TVR E2E Scenarios — Reference

Sources: TVR v2.3 §2.9.6 (Tables 2 & 3) · TVR v2.3 Appendix 1 · GTL v3 (Service level tests sheet) · STM

This document covers two related sources:

  1. TVR §2.9.6 — E2E performance tests confirmed as carried out in Phase 2 (Tables 2 and 3), assigning specific testbeds to each scenario.
  2. TVR Appendix 1 — Complete catalogue of E2E service scenarios with detailed definitions, grouped as performable (A.1) and non-performable (A.2) in Phase 2.

For the full list of 16 service scenarios (Table 1), see Service Scenarios.

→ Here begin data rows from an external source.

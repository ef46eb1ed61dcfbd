//! Shared test utilities and mock infrastructure.

#![allow(dead_code, unused_imports)]

pub mod mock_backend;

use parking_lot::Mutex;
use reduxlite::app::{AppState, AppStore};
use reduxlite::store::Subscription;
use std::path::PathBuf;
use std::sync::Arc;
use tempfile::TempDir;

/// Write `content` to a config file inside a fresh temp dir.
pub fn temp_config(content: &str) -> (TempDir, PathBuf) {
    let temp_dir = TempDir::new().expect("Failed to create temp dir");
    let config_path = temp_dir.path().join("config.toml");
    std::fs::write(&config_path, content).expect("Failed to write config");
    (temp_dir, config_path)
}

/// Every state delivered to a subscriber, in delivery order.
pub type StateLog = Arc<Mutex<Vec<Arc<AppState>>>>;

/// Subscribe a recorder to `store`.
pub fn record_states(store: &AppStore) -> (StateLog, Subscription) {
    let log: StateLog = Arc::new(Mutex::new(Vec::new()));
    let sink = Arc::clone(&log);
    let subscription = store.subscribe(move |state| sink.lock().push(Arc::clone(state)));
    (log, subscription)
}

TVR §2.9.6 — Phase 2 E2E Performance Tests

Table 2: Strand 3–6 E2E Performance Tests in Phase 2

E2E performance tests are also carried out across Strand 3 (DTH — SES, EBU), Strand 4, Strand 5 (Maritime), and Strand 6 (Arctic Space / DTE). These include:

  • WP 3.1.5 (SES DTH): Startup delay comparison across CDN/Edge/satellite methods; buffering frequency under different delivery methods
  • WP 3.x (EBU DTH): Equivalent startup and buffering tests for bidirectional satellite reception
  • Strand 5 (Maritime): Buffering and resilience tests under maritime connectivity conditions
  • Strand 6 / Arctic Space: Latency by region (C.1); scalability and error rate tests

Full strand-specific test plans are documented in the respective strand/WP technical notes.

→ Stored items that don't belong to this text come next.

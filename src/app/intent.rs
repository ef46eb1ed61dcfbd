//! Atomic intents for the application store.

use crate::app::catalog::{Channel, Os};
use crate::mvi::Intent;

/// Intents that can be dispatched to the application store.
///
/// Random values are drawn when the intent is built (see
/// [`actions`](crate::app::actions)), so reducing stays deterministic.
#[derive(Debug, Clone, PartialEq)]
pub enum AppIntent {
    /// Select a release channel.
    ChangeChannel { channel: Channel },

    /// Select an operating system.
    ChangeOs { os: Os },

    /// Append a value under the next free id.
    AddNumber { value: f64 },

    /// Replace the value of an existing entry.
    RandomizeNumber { id: u32, value: f64 },

    /// Remove an entry. Unknown ids are ignored.
    DeleteNumber { id: u32 },

    /// Empty the list.
    ClearNumbers,

    /// Toggle the "request in flight" flag.
    SetWaiting { waiting: bool },

    /// A fetch failed: stop waiting and remember why.
    FetchFailed { message: String },

    /// A fetch started: forget the previous failure.
    ClearError,
}

impl Intent for AppIntent {
    fn name(&self) -> &'static str {
        match self {
            AppIntent::ChangeChannel { .. } => "change_channel",
            AppIntent::ChangeOs { .. } => "change_os",
            AppIntent::AddNumber { .. } => "add_number",
            AppIntent::RandomizeNumber { .. } => "randomize_number",
            AppIntent::DeleteNumber { .. } => "delete_number",
            AppIntent::ClearNumbers => "clear_numbers",
            AppIntent::SetWaiting { .. } => "set_waiting",
            AppIntent::FetchFailed { .. } => "fetch_failed",
            AppIntent::ClearError => "clear_error",
        }
    }
}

Table 3: Strand 2 (WP 2.1) Tests Confirmed for Phase 2

These are the Strand 2 tests (defined in TVR §2.9.6, Table 3) that will be carried out in Phase 2, alongside tests specific to the testbed. Tests depend on the ability of far/near-edge components to collect statistics from the user player to evaluate QoE and QoS.

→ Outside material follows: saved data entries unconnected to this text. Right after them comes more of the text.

use std::fs;
use std::path::{Path, PathBuf};
use thiserror::Error;

use crate::app::source::parse_endpoint;
use crate::config::types::Config;

/// Errors that can occur when loading configuration.
#[derive(Debug, Error)]
pub enum ConfigError {
    #[error("Failed to read config file '{path}': {source}")]
    ReadError {
        path: PathBuf,
        #[source]
        source: std::io::Error,
    },

    #[error("Failed to parse config file '{path}': {source}")]
    ParseError {
        path: PathBuf,
        #[source]
        source: toml::de::Error,
    },

    #[error("Config validation failed: {message}")]
    ValidationError { message: String },
}

impl Config {
    /// Returns the path to the configuration file.
    ///
    /// Uses `~/.config/reduxlite/config.toml` on Unix/macOS,
    /// or equivalent on other platforms via `dirs::config_dir()`.
    /// Falls back to current directory if config_dir is unavailable.
    pub fn config_path() -> PathBuf {
        let config_dir = dirs::config_dir().unwrap_or_else(|| PathBuf::from("."));
        config_dir.join("reduxlite").join("config.toml")
    }

    /// Loads configuration from the default config file.
    ///
    /// - If the file doesn't exist, returns `Config::default()`.
    /// - Otherwise behaves like [`load_from`](Self::load_from).
    pub fn load() -> Result<Self, ConfigError> {
        let path = Self::config_path();

        if !path.exists() {
            tracing::debug!(path = %path.display(), "No config file, using defaults");
            return Ok(Config::default());
        }

        Self::load_from(&path)
    }

    /// Loads configuration from an explicit path. The file must exist.
    pub fn load_from(path: &Path) -> Result<Self, ConfigError> {
        let content = fs::read_to_string(path).map_err(|e| ConfigError::ReadError {
            path: path.to_path_buf(),
            source: e,
        })?;

        let config: Config = toml::from_str(&content).map_err(|e| ConfigError::ParseError {
            path: path.to_path_buf(),
            source: e,
        })?;

        config.validate()?;
        tracing::debug!(path = %path.display(), "Config loaded");
        Ok(config)
    }

    /// Validates the configuration.
    ///
    /// Checks:
    /// - The HTTP timeout is non-zero
    /// - The endpoint, if set, is an absolute http(s) URL
    pub fn validate(&self) -> Result<(), ConfigError> {
        if self.api.timeout_seconds == 0 {
            return Err(ConfigError::ValidationError {
                message: "api.timeout_seconds must be greater than zero".to_string(),
            });
        }

        if let Some(endpoint) = &self.api.endpoint {
            parse_endpoint(endpoint).map_err(|e| ConfigError::ValidationError {
                message: e.to_string(),
            })?;
        }

        Ok(())
    }
}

Scenario Use Case Testbed(s) Test Title KPI
B DTE RAI Assess if watch time drops with degraded quality Average Watch Time per User
E DTE RAI Test correlation between delivery method and playback continuity Average Session Duration
G DTE RAI Test if completions are higher in resilient methods (less buffering) Content Completion Rate
I DTE Arctic Space Quantify wasted resources if streams are abandoned early Content Completion Rate
J DTE RAI Identify abandonment spikes after buffering events Content Abandonment Points
K DTE RAI Test if users drop at predictable quality loss points Content Abandonment Points
M DTE, DTH SES, EBU, Maritime, Arctic Space Directly test startup times distribution across methods Start-up Delay
O DTE Maritime Stress-test buffering under poor networks vs resilient distribution Buffering Ratio / Rebuffering Events
P DTH, DTE SES, EBU, Maritime, RAI Compare buffering frequency under different methods Buffering Ratio / Rebuffering Events
R DTH, DTE SES, EBU, Arctic Space Track frequency of resolution switches under different delivery Buffering Ratio / Rebuffering Events
T DTE Maritime Test retries under network drops or overloaded servers Error Rate (Failed Attempts)
V DTE Maritime, Arctic Space Measure load effect on failure rates under stress tests Error Rate (Failed Attempts)
W DTE Maritime Quantify cost of wasted connection attempts Error Rate (Failed Attempts)
A.2 DTH, DTE SES, EBU, Maritime, RAI Track downtime as resilience indicator Availability (Uptime %)
C.1 DTE Arctic Space Measure response times across different geographies Latency by Region

Note: Struck-through scenarios (E, G, O, V, W) are no longer performable in Phase 2. E, G, O and W were dropped earlier following the STM update of April 2026 (no testbed coverage at RAI or Maritime); V has now also been reclassified as non-performable. TVR v2.3 (May 2026) is aligned: E, O, V and W appear in Appendix A.2 (non-performable); G has been removed from the appendix entirely. A number of other scenarios assume large-scale deployment and are not feasible in Phase 2 — these are detailed in Appendix 1, Section A.2 below.



A.1 — Performable Tests (Confirmed Feasible in Phase 2)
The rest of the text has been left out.